- _ABOUT THIS EXERCISE_:
In how many lines of the listing below does "Self" appear? Give only the figure.

- _DATA FOR PROCESSING_:

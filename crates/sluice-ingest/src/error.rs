//! Error types for admission, the worker pool and bulk import.

use thiserror::Error;

/// Result type alias for ingestion operations.
pub type Result<T> = std::result::Result<T, IngestError>;

/// Why an event was not admitted.
///
/// Both variants are resolved synchronously at admission; the caller decides
/// how to report them.
#[derive(Debug, Clone, Copy, PartialEq, Eq, Error)]
pub enum AdmitError {
    /// The queue is at capacity.
    #[error("ingestion queue is full")]
    QueueFull,

    /// Shutdown has begun and admission is closed.
    #[error("ingestion service is shutting down")]
    Closed,
}

/// Errors from starting, stopping or running ingestion.
#[derive(Debug, Error)]
pub enum IngestError {
    /// Invalid service or import configuration.
    #[error("invalid configuration: {message}")]
    Configuration {
        /// Configuration error message
        message: String,
    },

    /// A worker task panicked.
    #[error("worker {worker_id} panicked: {error}")]
    WorkerPanic {
        /// Index of the worker that panicked
        worker_id: usize,
        /// Panic or join error description
        error: String,
    },

    /// Bulk import failed.
    #[error("import failed: {message}")]
    Import {
        /// Description of the failure
        message: String,
    },

    /// File or state I/O failed.
    #[error("I/O error: {0}")]
    Io(#[from] std::io::Error),

    /// The CSV reader failed.
    #[error("CSV error: {0}")]
    Csv(#[from] csv::Error),
}

impl IngestError {
    /// Creates a configuration error.
    pub fn configuration(message: impl Into<String>) -> Self {
        Self::Configuration { message: message.into() }
    }

    /// Creates an import error.
    pub fn import(message: impl Into<String>) -> Self {
        Self::Import { message: message.into() }
    }
}
//! HTTP request handlers.
//!
//! Error responses share one shape, `{"error":{"code":…,"message":…}}`, built
//! by [`error_response`].

pub mod health;
pub mod ingest;
pub mod metrics;

use axum::{
    http::StatusCode,
    response::{IntoResponse, Response},
    Json,
};
pub use health::{health_check, liveness_check};
pub use ingest::ingest_event;
pub use metrics::metrics;
use serde::Serialize;

/// Error response with code and message.
#[derive(Debug, Serialize)]
pub struct ErrorResponse {
    /// Error details including code and message
    pub error: ErrorDetail,
}

/// Detailed error information.
#[derive(Debug, Serialize)]
pub struct ErrorDetail {
    /// Machine-readable code such as `rate_limited`
    pub code: String,
    /// Human-readable error description
    pub message: String,
}

pub(crate) fn error_response(
    status: StatusCode,
    code: &str,
    message: impl Into<String>,
) -> Response {
    let body = ErrorResponse {
        error: ErrorDetail { code: code.to_string(), message: message.into() },
    };

    (status, Json(body)).into_response()
}
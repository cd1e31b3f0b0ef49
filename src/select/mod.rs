use std::collections::BTreeSet;
use std::path::Path;

use anyhow::{Context, Result};
use serde::Serialize;

use crate::schema::{DELIMITER, LogicalColumn, Schema};

#[derive(Debug, Clone, Copy, PartialEq, Eq)]
pub enum SelectionMode {
    /// Downtime for monitored hosts with reboot-required patches, snapshots
    /// for virtual hosts with the snapshot flag set.
    Filtered,
    /// Every host in the snapshot enters both lists.
    NoIntelligence,
}

/// Deduplicated, sorted host lists for maintenance preparation.
#[derive(Debug, Clone, Default, Serialize)]
pub struct HostSelection {
    pub downtime: Vec<String>,
    pub snapshot: Vec<String>,
}

pub fn select_from_file(path: &Path, mode: SelectionMode) -> Result<HostSelection> {
    let text = std::fs::read_to_string(path)
        .with_context(|| format!("failed to read snapshot: {}", path.display()))?;
    Ok(select(&text, mode))
}

pub fn select(snapshot_text: &str, mode: SelectionMode) -> HostSelection {
    let header = snapshot_text.lines().next().unwrap_or_default();
    let schema = Schema::resolve(header);

    let mut downtime = BTreeSet::new();
    let mut snapshot = BTreeSet::new();

    let mut reader = csv::ReaderBuilder::new()
        .delimiter(DELIMITER as u8)
        .quote(b'|')
        .has_headers(false)
        .flexible(true)
        .from_reader(snapshot_text.as_bytes());

    for result in reader.records() {
        let Ok(record) = result else { continue };
        let record: Vec<String> = record.iter().map(ToOwned::to_owned).collect();

        match mode {
            SelectionMode::NoIntelligence => {
                downtime.insert(monitoring_name(&record, &schema));
                snapshot.insert(vm_name(&record, &schema));
            }
            SelectionMode::Filtered => {
                if schema.value(&record, LogicalColumn::SystemMonitoring) == Some("1")
                    && schema.value(&record, LogicalColumn::ErrataReboot) == Some("1")
                {
                    downtime.insert(monitoring_name(&record, &schema));
                }
                if schema.value(&record, LogicalColumn::SystemVirt) == Some("1")
                    && schema.value(&record, LogicalColumn::SystemVirtSnapshot) == Some("1")
                {
                    snapshot.insert(vm_name(&record, &schema));
                }
            }
        }
    }

    // header leakage: the literal column name must never select a host
    downtime.remove("hostname");
    snapshot.remove("hostname");
    downtime.remove("");
    snapshot.remove("");

    HostSelection {
        downtime: downtime.into_iter().collect(),
        snapshot: snapshot.into_iter().collect(),
    }
}

fn monitoring_name(record: &[String], schema: &Schema) -> String {
    named(record, schema, LogicalColumn::SystemMonitoringName)
}

fn vm_name(record: &[String], schema: &Schema) -> String {
    named(record, schema, LogicalColumn::SystemVirtVmname)
}

fn named(record: &[String], schema: &Schema, override_col: LogicalColumn) -> String {
    match schema.value(record, override_col) {
        Some(name) if !name.is_empty() => name.to_string(),
        _ => schema
            .value(record, LogicalColumn::Hostname)
            .unwrap_or("")
            .to_string(),
    }
}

- _RESPONSE FOR THIS EXERCISE_:
4